Business investment “appears to have firmed somewhat,” the Fed said in language that reflected a stronger sense of the economy’s momentum.
Fresh economic forecasts released with the statement showed little change from those of the December policy meeting and gave little indication the Fed has a clear view of how the policies of Donald Trump’s administration may impact the economy in 2017 and beyond.
“With gradual adjustments in the stance of monetary policy, economic activity will expand at a moderate pace,” the Fed said, maintaining language it has used in previous statements.

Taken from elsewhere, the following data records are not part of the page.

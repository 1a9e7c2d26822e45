use std::fmt;
use std::str::FromStr;
use std::time::Duration;

use chrono::{DateTime, Utc};
use serde::Serialize;
use serde_json::{Map, Value};

/// Pipeline stages in their canonical order.
#[derive(Debug, Clone, Copy, PartialEq, Eq, PartialOrd, Ord, Hash, Serialize)]
#[serde(rename_all = "snake_case")]
pub enum Stage {
    Classification,
    XmlParsing,
    Ocr,
    LayoutAnalysis,
    EntityExtraction,
    Validation,
    Storage,
}

impl Stage {
    pub const ALL: [Stage; 7] = [
        Stage::Classification,
        Stage::XmlParsing,
        Stage::Ocr,
        Stage::LayoutAnalysis,
        Stage::EntityExtraction,
        Stage::Validation,
        Stage::Storage,
    ];

    pub fn as_str(&self) -> &'static str {
        match self {
            Stage::Classification => "classification",
            Stage::XmlParsing => "xml_parsing",
            Stage::Ocr => "ocr",
            Stage::LayoutAnalysis => "layout_analysis",
            Stage::EntityExtraction => "entity_extraction",
            Stage::Validation => "validation",
            Stage::Storage => "storage",
        }
    }
}

impl fmt::Display for Stage {
    fn fmt(&self, f: &mut fmt::Formatter<'_>) -> fmt::Result {
        f.write_str(self.as_str())
    }
}

impl FromStr for Stage {
    type Err = String;

    fn from_str(s: &str) -> Result<Self, Self::Err> {
        Stage::ALL
            .into_iter()
            .find(|stage| stage.as_str() == s)
            .ok_or_else(|| format!("unknown stage '{}'", s))
    }
}

#[derive(Debug, Clone, Copy, PartialEq, Eq, Serialize)]
#[serde(rename_all = "lowercase")]
pub enum StageStatus {
    Success,
    /// Only validation ends this way; the job carries on.
    Partial,
    Failed,
}

impl StageStatus {
    pub fn as_str(&self) -> &'static str {
        match self {
            StageStatus::Success => "success",
            StageStatus::Partial => "partial",
            StageStatus::Failed => "failed",
        }
    }
}

impl FromStr for StageStatus {
    type Err = String;

    fn from_str(s: &str) -> Result<Self, Self::Err> {
        match s {
            "success" => Ok(StageStatus::Success),
            "partial" => Ok(StageStatus::Partial),
            "failed" => Ok(StageStatus::Failed),
            other => Err(format!("unknown stage status '{}'", other)),
        }
    }
}

/// One stage execution. Append-only.
#[derive(Debug, Clone, PartialEq, Serialize)]
pub struct StageRecord {
    pub job_id: String,
    pub stage: Stage,
    pub status: StageStatus,
    /// Stage-defined summary.
    pub output: Map<String, Value>,
    #[serde(skip_serializing_if = "Option::is_none")]
    pub error: Option<String>,
    #[serde(serialize_with = "serialize_millis", rename = "duration_ms")]
    pub duration: Duration,
    #[serde(skip_serializing_if = "Option::is_none")]
    pub tokens_used: Option<u64>,
    #[serde(skip_serializing_if = "Option::is_none")]
    pub cost_usd: Option<f64>,
    pub created_at: DateTime<Utc>,
}

fn serialize_millis<S: serde::Serializer>(d: &Duration, s: S) -> Result<S::Ok, S::Error> {
    s.serialize_u64(d.as_millis() as u64)
}

/// What a stage hands back to the runner on success.
#[derive(Debug, Clone, Default)]
pub struct StageOutput {
    pub summary: Map<String, Value>,
    pub tokens_used: Option<u64>,
    pub cost_usd: Option<f64>,
}

impl StageOutput {
    pub fn new() -> Self {
        Self::default()
    }

    pub fn with(mut self, key: &str, value: impl Into<Value>) -> Self {
        self.summary.insert(key.to_string(), value.into());
        self
    }

    pub fn with_usage(mut self, tokens_used: u64, cost_usd: f64) -> Self {
        self.tokens_used = Some(tokens_used);
        self.cost_usd = Some(cost_usd);
        self
    }
}
//! Stage log repository. Rows are append-only.

use rusqlite::{params, Row};

use super::{Database, DatabaseError};

/// One `stage_logs` row. `output_data` holds the stage summary as JSON text.
#[derive(Debug, Clone, PartialEq)]
pub struct StageLogRow {
    pub id: Option<i64>,
    pub job_id: String,
    pub stage: String,
    pub status: String,
    pub output_data: String,
    pub error_message: Option<String>,
    pub duration_ms: u64,
    pub tokens_used: Option<u64>,
    pub cost_usd: Option<f64>,
    pub created_at: String,
}

impl StageLogRow {
    fn from_row(row: &Row<'_>) -> Result<Self, rusqlite::Error> {
        Ok(Self {
            id: row.get("id")?,
            job_id: row.get("job_id")?,
            stage: row.get("stage")?,
            status: row.get("status")?,
            output_data: row.get("output_data")?,
            error_message: row.get("error_message")?,
            duration_ms: row.get("duration_ms")?,
            tokens_used: row.get("tokens_used")?,
            cost_usd: row.get("cost_usd")?,
            created_at: row.get("created_at")?,
        })
    }
}

/// Appends a stage log row and returns its rowid.
pub fn insert(db: &Database, log: &StageLogRow) -> Result<i64, DatabaseError> {
    db.with_conn(|conn| {
        conn.execute(
            "INSERT INTO stage_logs (job_id, stage, status, output_data, error_message,
             duration_ms, tokens_used, cost_usd, created_at)
             VALUES (?1, ?2, ?3, ?4, ?5, ?6, ?7, ?8, ?9)",
            params![
                log.job_id,
                log.stage,
                log.status,
                log.output_data,
                log.error_message,
                log.duration_ms,
                log.tokens_used,
                log.cost_usd,
                log.created_at,
            ],
        )?;
        Ok(conn.last_insert_rowid())
    })
}

/// All stage logs of a job in insertion (execution) order.
pub fn list_for_job(db: &Database, job_id: &str) -> Result<Vec<StageLogRow>, DatabaseError> {
    db.with_conn(|conn| {
        let mut stmt = conn.prepare("SELECT * FROM stage_logs WHERE job_id = ?1 ORDER BY id ASC")?;
        let rows = stmt
            .query_map(params![job_id], StageLogRow::from_row)?
            .collect::<Result<Vec<_>, _>>()?;
        Ok(rows)
    })
}
//! `merge`: single-record upsert keyed on the entity key.

use async_trait::async_trait;
use sea_orm::DatabaseTransaction;
use serde_json::Value;

use super::{ActionContext, EntityAction, insert_rows};
use crate::error::ActionError;
use crate::hooks::HookSlot;
use crate::record::{Record, sub_record};
use crate::runner::{Runner, TxScope};

#[derive(Clone, Debug)]
pub struct Merger {
    ctx: ActionContext,
}

impl Merger {
    #[must_use]
    pub fn new(ctx: ActionContext) -> Self {
        Self { ctx }
    }

    fn merge_columns(&self) -> Vec<String> {
        let d = &self.ctx.descriptor;
        let mut cols = d.keys().to_vec();
        cols.extend(d.create_columns().iter().filter(|c| !d.keys().contains(c)).cloned());
        cols
    }

    async fn write(&self, runner: Runner<'_>, values: Record) -> Result<Option<Record>, ActionError> {
        let d = &self.ctx.descriptor;
        let keys = insert_rows(runner, d, std::slice::from_ref(&values), true)
            .await
            .map_err(|e| {
                ActionError::from_write(e, || self.ctx.conflict_message(), || format!("Could not save {}", d.noun()))
            })?;
        let keys = keys
            .into_iter()
            .next()
            .unwrap_or_else(|| sub_record(&values, d.keys(), &Record::new()));
        Ok(self.ctx.select_by_keys(runner, &keys).await?)
    }

    /// Insert `args`, or overwrite the non-key columns of the row sharing its key.
    ///
    /// # Errors
    /// `Conflict` when another unique constraint is violated, `Server` on any
    /// other store failure.
    #[tracing::instrument(
        name = "merge",
        skip_all,
        fields(entity = %self.ctx.descriptor.entity_name())
    )]
    pub async fn merge(&self, args: &Record, tx: Option<&DatabaseTransaction>) -> Result<Option<Record>, ActionError> {
        let d = &self.ctx.descriptor;
        let values = sub_record(args, &self.merge_columns(), d.default_create_args());
        let values = self.ctx.record_hook(HookSlot::OnWillCreate, values, args)?;

        let scope = TxScope::begin(&self.ctx.conn, tx).await?;
        let result = self.write(scope.runner(), values).await;
        let row = scope.finish(result).await?;
        self.ctx.optional_record_hook(HookSlot::OnCreateResult, row, args)
    }
}

#[async_trait]
impl EntityAction for Merger {
    fn name(&self) -> &str {
        "merge"
    }

    async fn invoke(&self, args: Record, tx: Option<&DatabaseTransaction>) -> Result<Value, ActionError> {
        Ok(self.merge(&args, tx).await?.map_or(Value::Null, Value::Object))
    }
}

Stock markets extended their gains .SPX and bond yields fell on the benign economic outlook and the continued steady path of interest rate rises signaled by the central bank.
“It relieves some of the fears we’ve had that perhaps the Fed was going to raise rates faster in the future. They’ve chosen not to signal that,” said Brad McMillan, Chief Investment Officer at Commonwealth Financial.
The Fed’s projections showed the economy growing by 2.1 percent in 2017, unchanged from the December forecast. The median estimate of the long-run interest rate, where monetary policy would be judged as having a neutral effect on the economy, held steady at 3.0 percent.
The unemployment rate Fed officials expect by the end of the year was unchanged at 4.5 percent, while core inflation was seen as slightly higher at 1.9 percent versus the previous 1.8 percent forecast.
The rate increase comes amid a broad improvement in the world economic outlook and a sense among Fed policymakers that the U.S. economy is close to the central bank’s employment and inflation goals.
According to the policy statement, risks to the outlook remained “roughly balanced,” the Fed said.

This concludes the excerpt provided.